Christine Lagarde erläutert nach der Sitzung die Entscheidungen des Rates.

(Foto: Reuters)

Geldpolitik Anleihekäufe und Inflationsprognosen: Auf diese vier Punkte kommt es bei der EZB-Sitzung an

Großes Interesse richtet sich an diesem Donnerstag auf die neuen Inflationsprognosen, die die EZB nach ihrer Sitzung veröffentlicht. Auch über die Anleihekäufe entscheidet der Rat.
10.06.2021 - 06:15 Uhr 2 Kommentare

Frankfurt Vor der EZB-Sitzung am Donnerstag dominiert in der öffentlichen Debatte vor allem das Thema Inflation. Im Mai sind die Verbraucherpreise in Deutschland laut einer ersten Schätzung des Statistischen Bundesamts um 2,5 Prozent gegenüber dem Vorjahr gestiegen – und damit auf den höchsten Stand seit knapp zehn Jahren. Auch im gesamten Euro-Raum stieg die Inflation im Mai auf 2,0 Prozent.

EZB-Präsidentin Christine Lagarde hat mehrfach betont, dass sie den Inflationsanstieg in diesem Jahr für vorrübergehend hält. Diese Sicht teilen die meisten Ökonomen. Nach Schätzungen der Bundesbank könnte die Inflation in Deutschland aber in der zweiten Jahreshälfte zeitweise bis auf vier Prozent steigen.

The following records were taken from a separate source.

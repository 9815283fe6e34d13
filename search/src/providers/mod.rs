//! Web search provider implementations.

mod mock;
mod searxng;

pub use mock::MockSearch;
pub use searxng::{DEFAULT_SEARXNG_URL, SearXng};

Großes Interesse richtet sich daher auf die neuen Inflationsprognosen, die die EZB nach ihrer Sitzung veröffentlicht. Außerdem entscheidet der Rat darüber, wie es mit den Anleihekäufen weitergehen soll. Zudem könnte es Hinweise zum Strategiecheck geben.

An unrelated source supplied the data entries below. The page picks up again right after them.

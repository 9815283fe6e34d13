//! C5: the initial research stage. Generates seed queries, executes them,
//! judges whether the result is sufficient, and runs a bounded refinement
//! loop when it isn't.

use std::{future::Future, pin::Pin, sync::Arc, time::Duration};

use learnpath_core::{
    capability::{LlmCapability, SearchCapability},
    error::RunError,
    model::{SearchQuery, SearchResult},
    progress::{Action, Phase, Preview, ProgressEvent},
};
use schemars::JsonSchema;
use serde::Deserialize;
use tokio_util::sync::CancellationToken;

use crate::{batch::batch, bounded::run_bounded, progress::ProgressEmitter, prompts, state::StateDelta};

/// Seed queries are requested in this exact count; a shorter or longer list
/// from the model is truncated/left short rather than padded.
const SEED_QUERY_COUNT: usize = 5;

/// Pause between successive search batches.
const INTER_BATCH_PAUSE: Duration = Duration::from_millis(500);

/// Timeout applied to each search call.
const SEARCH_TIMEOUT: Duration = Duration::from_secs(30);

/// `overall_progress` bounds for C5.
const RESEARCH_PROGRESS_START: f64 = 0.0;
const RESEARCH_PROGRESS_END: f64 = 0.35;

#[derive(Debug, Deserialize, JsonSchema)]
struct GeneratedQueries {
    queries: Vec<GeneratedQuery>,
}

#[derive(Debug, Deserialize, JsonSchema)]
struct GeneratedQuery {
    keywords: String,
    rationale: String,
}

#[derive(Debug, Deserialize, JsonSchema)]
struct ResearchAdequacy {
    adequate: bool,
    #[serde(default)]
    missing_aspects: Vec<String>,
}

fn cancelled(emitter: &ProgressEmitter) -> RunError {
    RunError::cancelled(emitter.key().to_string())
}

/// Interpolates `overall_progress` within C5's `[0.0, 0.35]` band; `step`
/// out of `total_steps` steps, so later calls never report a lower value.
fn research_progress(step: u32, total_steps: u32) -> f64 {
    let total_steps = total_steps.max(1) as f64;
    RESEARCH_PROGRESS_START + (RESEARCH_PROGRESS_END - RESEARCH_PROGRESS_START) * (step as f64 / total_steps)
}

fn into_queries(generated: GeneratedQueries) -> Vec<SearchQuery> {
    generated
        .queries
        .into_iter()
        .map(|q| SearchQuery::new(q.keywords, q.rationale))
        .collect()
}

/// Generates the five seed queries, falling back to a single
/// topic-as-keywords query if the model call or parse fails.
async fn generate_seed_queries<Llm: LlmCapability>(llm: &Llm, topic: &str, steps: &mut Vec<String>) -> Vec<SearchQuery> {
    match llm.complete_structured::<GeneratedQueries>(prompts::seed_queries(topic)).await {
        Ok(generated) => {
            let mut queries = into_queries(generated);
            if queries.is_empty() {
                tracing::warn!("seed query generation returned no queries; using fallback single query");
                steps.push("seed query generation returned no queries; using fallback single query".to_string());
                return vec![SearchQuery::fallback(topic)];
            }
            if queries.len() > SEED_QUERY_COUNT {
                queries.truncate(SEED_QUERY_COUNT);
            } else if queries.len() < SEED_QUERY_COUNT {
                steps.push(format!("seed query generation produced {} of {SEED_QUERY_COUNT} requested queries", queries.len()));
            }
            queries
        }
        Err(err) => {
            tracing::warn!(error = %err, "seed query generation failed; using fallback single query");
            steps.push(format!("seed query generation failed ({err}); using fallback single query"));
            vec![SearchQuery::fallback(topic)]
        }
    }
}

/// Generates refinement queries targeting `missing_aspects`, with the same
/// single-query fallback as seed generation.
async fn generate_refinement_queries<Llm: LlmCapability>(
    llm: &Llm,
    topic: &str,
    missing_aspects: &[String],
    steps: &mut Vec<String>,
) -> Vec<SearchQuery> {
    match llm
        .complete_structured::<GeneratedQueries>(prompts::refinement_queries(topic, missing_aspects))
        .await
    {
        Ok(generated) => {
            let queries = into_queries(generated);
            if queries.is_empty() {
                tracing::warn!("refinement query generation returned no queries; using fallback single query");
                steps.push("refinement query generation returned no queries; using fallback single query".to_string());
                vec![SearchQuery::fallback(topic)]
            } else {
                queries
            }
        }
        Err(err) => {
            tracing::warn!(error = %err, "refinement query generation failed; using fallback single query");
            steps.push(format!("refinement query generation failed ({err}); using fallback single query"));
            vec![SearchQuery::fallback(topic)]
        }
    }
}

/// Executes `queries` in batches of at most `search_parallelism`, pausing
/// [`INTER_BATCH_PAUSE`] between batches. A batch launched after
/// cancellation was requested short-circuits to a cancellation error;
/// batches already launched still run to completion.
async fn execute_queries<Search>(
    search: &Arc<Search>,
    queries: &[SearchQuery],
    search_parallelism: usize,
    cancellation: &CancellationToken,
) -> Result<Vec<SearchResult>, RunError>
where
    Search: SearchCapability + 'static,
{
    let batches = batch(queries.to_vec(), search_parallelism);
    let batch_count = batches.len();
    let mut out = Vec::with_capacity(queries.len());

    for (index, batch_queries) in batches.into_iter().enumerate() {
        if cancellation.is_cancelled() {
            return Err(RunError::cancelled("n/a"));
        }
        let tasks: Vec<Pin<Box<dyn Future<Output = anyhow::Result<SearchResult>> + Send>>> = batch_queries
            .into_iter()
            .map(|query| {
                let search = Arc::clone(search);
                Box::pin(async move {
                    match tokio::time::timeout(SEARCH_TIMEOUT, search.search(&query)).await {
                        Ok(result) => Ok(result),
                        Err(_) => {
                            tracing::warn!(keywords = %query.keywords, timeout = ?SEARCH_TIMEOUT, "search call timed out");
                            Ok(SearchResult::error(&query, format!("search timed out after {SEARCH_TIMEOUT:?}")))
                        }
                    }
                }) as Pin<Box<dyn Future<Output = _> + Send>>
            })
            .collect();

        for result in run_bounded(tasks, search_parallelism, cancellation).await {
            if let Ok(result) = result {
                out.push(result);
            }
        }

        if index + 1 < batch_count {
            tokio::time::sleep(INTER_BATCH_PAUSE).await;
        }
    }

    Ok(out)
}

/// Judges whether `accumulated` is sufficient. A parse failure is treated as
/// "adequate" so a flaky evaluator cannot wedge the run in its refinement
/// loop forever.
async fn evaluate_research<Llm: LlmCapability>(
    llm: &Llm,
    topic: &str,
    accumulated: &[SearchResult],
    steps: &mut Vec<String>,
) -> ResearchAdequacy {
    match llm.complete_structured::<ResearchAdequacy>(prompts::evaluate_research(topic, accumulated)).await {
        Ok(verdict) => verdict,
        Err(err) => {
            tracing::warn!(error = %err, "research adequacy evaluation failed; treating research as adequate");
            steps.push(format!("research adequacy evaluation failed ({err}); treating research as adequate"));
            ResearchAdequacy { adequate: true, missing_aspects: Vec::new() }
        }
    }
}

/// Runs C5 end to end: seed queries, seed searches, adequacy evaluation, and
/// the bounded refinement loop. Returns one delta carrying the final
/// `search_results`, `research_loop_count`, and `research_adequate`, plus
/// every degradation noted along the way.
pub async fn run<Llm, Search>(
    llm: &Llm,
    search: Arc<Search>,
    topic: &str,
    search_parallelism: usize,
    max_research_loops: u32,
    emitter: &ProgressEmitter,
    cancellation: &CancellationToken,
) -> Result<StateDelta, RunError>
where
    Llm: LlmCapability,
    Search: SearchCapability + 'static,
{
    tracing::info!(topic, max_research_loops, "research started");
    let mut steps = Vec::new();
    // seed generation + seed search + initial evaluation, plus two steps per refinement round.
    let total_steps = 3 + max_research_loops * 2;
    let mut step = 0u32;

    emitter
        .emit(
            ProgressEvent::new("generating seed research queries", std::time::SystemTime::UNIX_EPOCH)
                .with_phase(Phase::SearchQueries)
                .with_action(Action::Started)
                .with_overall_progress(research_progress(step, total_steps)),
        )
        .await;

    let seed_queries = generate_seed_queries(llm, topic, &mut steps).await;
    step += 1;

    emitter
        .emit(
            ProgressEvent::new("executing seed research queries", std::time::SystemTime::UNIX_EPOCH)
                .with_phase(Phase::WebSearches)
                .with_action(Action::Processing)
                .with_overall_progress(research_progress(step, total_steps))
                .with_preview(Preview::empty().with_search_queries(seed_queries.iter().map(|q| q.keywords.clone()).collect())),
        )
        .await;

    if cancellation.is_cancelled() {
        return Err(cancelled(emitter));
    }
    let mut accumulated = execute_queries(&search, &seed_queries, search_parallelism, cancellation).await?;
    step += 1;

    emitter
        .emit(
            ProgressEvent::new("evaluating research sufficiency", std::time::SystemTime::UNIX_EPOCH)
                .with_phase(Phase::ResearchEvaluation)
                .with_action(Action::Processing)
                .with_overall_progress(research_progress(step, total_steps)),
        )
        .await;

    let mut verdict = evaluate_research(llm, topic, &accumulated, &mut steps).await;
    step += 1;
    let mut loop_count = 0u32;

    while !verdict.adequate && loop_count < max_research_loops {
        if cancellation.is_cancelled() {
            return Err(cancelled(emitter));
        }
        loop_count += 1;

        emitter
            .emit(
                ProgressEvent::new(format!("refining research (round {loop_count}/{max_research_loops})"), std::time::SystemTime::UNIX_EPOCH)
                    .with_phase(Phase::ResearchRefinement)
                    .with_action(Action::Processing)
                    .with_overall_progress(research_progress(step, total_steps)),
            )
            .await;

        let refinement_queries = generate_refinement_queries(llm, topic, &verdict.missing_aspects, &mut steps).await;
        let refinement_results = execute_queries(&search, &refinement_queries, search_parallelism, cancellation).await?;
        accumulated.extend(refinement_results);
        step += 1;

        verdict = evaluate_research(llm, topic, &accumulated, &mut steps).await;
        step += 1;
    }

    if !verdict.adequate {
        tracing::warn!(loop_count, "research refinement loop exhausted; proceeding with accumulated research");
        steps.push(format!("research refinement loop exhausted after {loop_count} round(s); proceeding with accumulated research"));
    }

    tracing::info!(loop_count, adequate = verdict.adequate, result_count = accumulated.len(), "research finished");

    Ok(StateDelta {
        search_results: Some(accumulated),
        research_loop_count: Some(loop_count),
        research_adequate: Some(verdict.adequate),
        steps,
        ..StateDelta::default()
    })
}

1. Ändert die EZB ihre Inflationsprognosen?

Die Notenbank legt neue Prognosen für die Entwicklung der Inflation bis 2023 vor. Viele Ökonomen gehen davon aus, dass sie diese vor allem für dieses Jahr anheben wird. Bislang erwartet sie für 2021 eine Inflationsrate von 1,5 Prozent. Der EZB-Schattenrat, ein vom Handelsblatt moderiertes Expertengremium, hob seine Prognose für 2021 auf 1,7 Prozent an.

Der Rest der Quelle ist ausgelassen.